Identifying regions of differential methylation associated with bud failure status
Differentially methylated regions (DMRs) were identified and compared between the BF and no-BF twins in both twin pair one and twin pair two. Significant DMRs were identified in both twin pairs based on percent cytosine methylation comparisons in the three methylation contexts in the respective regions (p-value < 0.01) (Fig. 2). The DMRs identified in each twin pair methylation context combination were further classified based on their proximity to a gene. The DMRs were classified as either within 2,000 base pairs upstream, within 2,000 base pairs downstream, or intragenic (Table 1). Results of the two-tailed permutation test in the CG context show the frequency of DMRs in the upstream and downstream proximity class are significantly higher and the frequency of DMRs in the intragenic class is significantly lower than in null DMR sets randomly distributed throughout the almond genome (Table 1).

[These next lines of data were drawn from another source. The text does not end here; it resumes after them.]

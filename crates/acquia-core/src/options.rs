//! Recipe options and host facts
//!
//! [`RecipeOptions`] is the single tree every pipeline step reads and
//! writes. [`AppContext`] carries what the host knows about the app that is
//! not part of the user's recipe config: where config templates live, the
//! proxy domain and ports, and the saved credentials.

use acquia_fs::NormalizedPath;
use acquia_meta::{AcquiaKey, ServiceDefinition, ToolingDefinition, Toggle};
use serde::{Deserialize, Serialize};
use serde_json::{Map, Value};
use std::collections::BTreeMap;

/// Requested drush installation
#[derive(Debug, Clone, PartialEq, Serialize, Deserialize)]
#[serde(untagged)]
pub enum DrushRequest {
    /// `false` disables installation, `true` asks for the default
    Toggle(bool),
    Version(String),
    /// Bare numbers in YAML (`drush: 11`)
    Number(serde_json::Number),
}

impl DrushRequest {
    /// The requested version, `None` for the toggles.
    pub fn version(&self) -> Option<String> {
        match self {
            Self::Toggle(_) => None,
            Self::Version(version) => Some(version.clone()),
            Self::Number(number) => Some(number.to_string()),
        }
    }
}

#[derive(Debug, Clone, Default, PartialEq, Serialize, Deserialize)]
pub struct RecipeOptions {
    /// App name, used for proxy hostnames
    #[serde(default)]
    pub app: String,

    /// Recipe name; doubles as the local database credentials
    #[serde(default)]
    pub recipe: String,

    #[serde(default, skip_serializing_if = "Option::is_none")]
    pub conf_dest: Option<String>,

    /// Internal appserver build steps
    #[serde(default)]
    pub build: Vec<String>,

    #[serde(default)]
    pub build_root: Vec<String>,

    #[serde(default)]
    pub run_root: Vec<String>,

    #[serde(default)]
    pub composer: BTreeMap<String, String>,

    #[serde(default, skip_serializing_if = "Option::is_none")]
    pub composer_version: Option<String>,

    /// Caller supplied config file paths by type
    #[serde(default)]
    pub config: BTreeMap<String, String>,

    #[serde(default)]
    pub database: String,

    #[serde(default)]
    pub default_files: BTreeMap<String, String>,

    #[serde(default)]
    pub php: String,

    #[serde(default)]
    pub tooling: BTreeMap<String, ToolingDefinition>,

    #[serde(default)]
    pub via: String,

    #[serde(default)]
    pub webroot: String,

    #[serde(default)]
    pub xdebug: Toggle,

    #[serde(default)]
    pub proxy: BTreeMap<String, Vec<String>>,

    #[serde(default, skip_serializing_if = "Option::is_none")]
    pub proxy_service: Option<String>,

    #[serde(default)]
    pub drush_uri: Option<String>,

    #[serde(default, skip_serializing_if = "Option::is_none")]
    pub drush: Option<DrushRequest>,

    #[serde(default)]
    pub services: BTreeMap<String, ServiceDefinition>,

    #[serde(default)]
    pub cache: bool,

    #[serde(default)]
    pub inbox: bool,

    #[serde(default, skip_serializing_if = "Vec::is_empty")]
    pub env_file: Vec<String>,

    #[serde(flatten)]
    pub extra: Map<String, Value>,
}

impl RecipeOptions {
    /// The appserver entry of `services`, created on first access.
    pub fn appserver_mut(&mut self) -> &mut ServiceDefinition {
        self.services.entry("appserver".to_string()).or_default()
    }

    pub fn conf_dest_path(&self) -> Option<NormalizedPath> {
        self.conf_dest.as_deref().map(NormalizedPath::new)
    }
}

/// Ports the proxy last bound to
#[derive(Debug, Clone, Copy, Default, PartialEq, Eq, Serialize, Deserialize)]
pub struct ProxyPorts {
    pub http: Option<u16>,
    pub https: Option<u16>,
}

/// Credentials and account label remembered for the app
#[derive(Debug, Clone, Default, PartialEq, Eq, Serialize, Deserialize)]
pub struct AppMeta {
    pub label: Option<String>,
    pub key: Option<String>,
    pub secret: Option<String>,
}

impl AppMeta {
    pub fn from_key(key: &AcquiaKey) -> Self {
        Self {
            label: Some(key.label.clone()).filter(|s| !s.is_empty()),
            key: Some(key.key.clone()).filter(|s| !s.is_empty()),
            secret: Some(key.secret.clone()).filter(|s| !s.is_empty()),
        }
    }
}

/// Acquia settings read from the app's recipe config
#[derive(Debug, Clone, PartialEq, Eq, Serialize, Deserialize)]
pub struct AcquiaSettings {
    #[serde(default = "default_acli_version")]
    pub acli_version: String,

    #[serde(default)]
    pub ah_application_uuid: Option<String>,

    #[serde(default)]
    pub ah_site_group: Option<String>,

    #[serde(default = "default_true")]
    pub run_scripts: bool,
}

fn default_acli_version() -> String {
    "latest".to_string()
}

fn default_true() -> bool {
    true
}

impl Default for AcquiaSettings {
    fn default() -> Self {
        Self {
            acli_version: default_acli_version(),
            ah_application_uuid: None,
            ah_site_group: None,
            run_scripts: true,
        }
    }
}

impl AcquiaSettings {
    /// Pull the Acquia keys out of a raw recipe config.
    ///
    /// `build` is an object (`{run_scripts: false}`) in Acquia app configs but
    /// a list of build steps in recipe options, so the object form is taken
    /// out here and only a list is left behind.
    pub fn extract(config: &mut Map<String, Value>) -> Self {
        let mut settings = Self::default();

        if let Some(Value::String(version)) = config.remove("acli_version") {
            settings.acli_version = version;
        }
        if let Some(Value::String(uuid)) = config.remove("ah_application_uuid") {
            settings.ah_application_uuid = Some(uuid);
        }
        if let Some(Value::String(group)) = config.remove("ah_site_group") {
            settings.ah_site_group = Some(group);
        }
        if let Some(Value::Object(build)) = config.get("build") {
            if let Some(Value::Bool(run_scripts)) = build.get("run_scripts") {
                settings.run_scripts = *run_scripts;
            }
            config.remove("build");
        }

        settings
    }
}

/// Host facts about the app being resolved
#[derive(Debug, Clone, PartialEq)]
pub struct AppContext {
    pub name: String,
    pub domain: String,
    pub home: NormalizedPath,

    /// Directory holding the config templates (`php.ini`, `mysql8.cnf`, ...)
    pub conf_dest: Option<NormalizedPath>,

    /// `services.database.type` of the app, when it sets one
    pub database_type: Option<String>,

    pub proxy_last_ports: Option<ProxyPorts>,

    /// Keys from `~/.acquia/cloud_api.conf`
    pub host_keys: Vec<AcquiaKey>,

    /// Keys from the app's own credential cache
    pub app_keys: Vec<AcquiaKey>,

    pub meta: AppMeta,
    pub settings: AcquiaSettings,
}

impl AppContext {
    pub fn new(name: impl Into<String>, home: NormalizedPath) -> Self {
        Self {
            name: name.into(),
            domain: acquia_meta::defaults::DEFAULT_DOMAIN.to_string(),
            home,
            conf_dest: None,
            database_type: None,
            proxy_last_ports: None,
            host_keys: Vec::new(),
            app_keys: Vec::new(),
            meta: AppMeta::default(),
            settings: AcquiaSettings::default(),
        }
    }
}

Permutation testing shows that significantly more DMRs occur in the upstream class for both the CHG and CHH context, significantly fewer DMRs occur in the intragenic class for both contexts, and the frequency of downstream DMRs in both contexts do not exhibit significant deviance from a random frequency distribution of DMRs along the genome (Table 1).
Of the 1,007 significant DMRs identified in the CG context in twin pair one and the 1,154 significant DMRs identified in the CG context in twin pair two, 82 DMRs were associated with the same gene in the same proximity class (Data S1, Fig. 2a). Of the 646 significant DMRs in the CHG context in twin pair one and the 838 significant DMRs in the CHG context in twin pair two, 34 were associated with the same gene in the same proximity class (Data S1, Fig. 2b). And of the 382 significant DMRs in the CHH context in twin pair one and the 533 significant DMRs in the CHH context in twin pair two, 54 were associated with the same gene in the same proximity class (Data S1, Fig. 2c). Patterns of percent methylation within each gene associated-DMR are similar for BF twins and no-BF twins (Fig. 2a,b,c). The DMRs range in length from 51 – 1,460 bp, the average length of the DMRs in all contexts is ~173 bp, the median DMR length is 128 bp, and the most frequent DMR length is 77 bp (Fig. S4).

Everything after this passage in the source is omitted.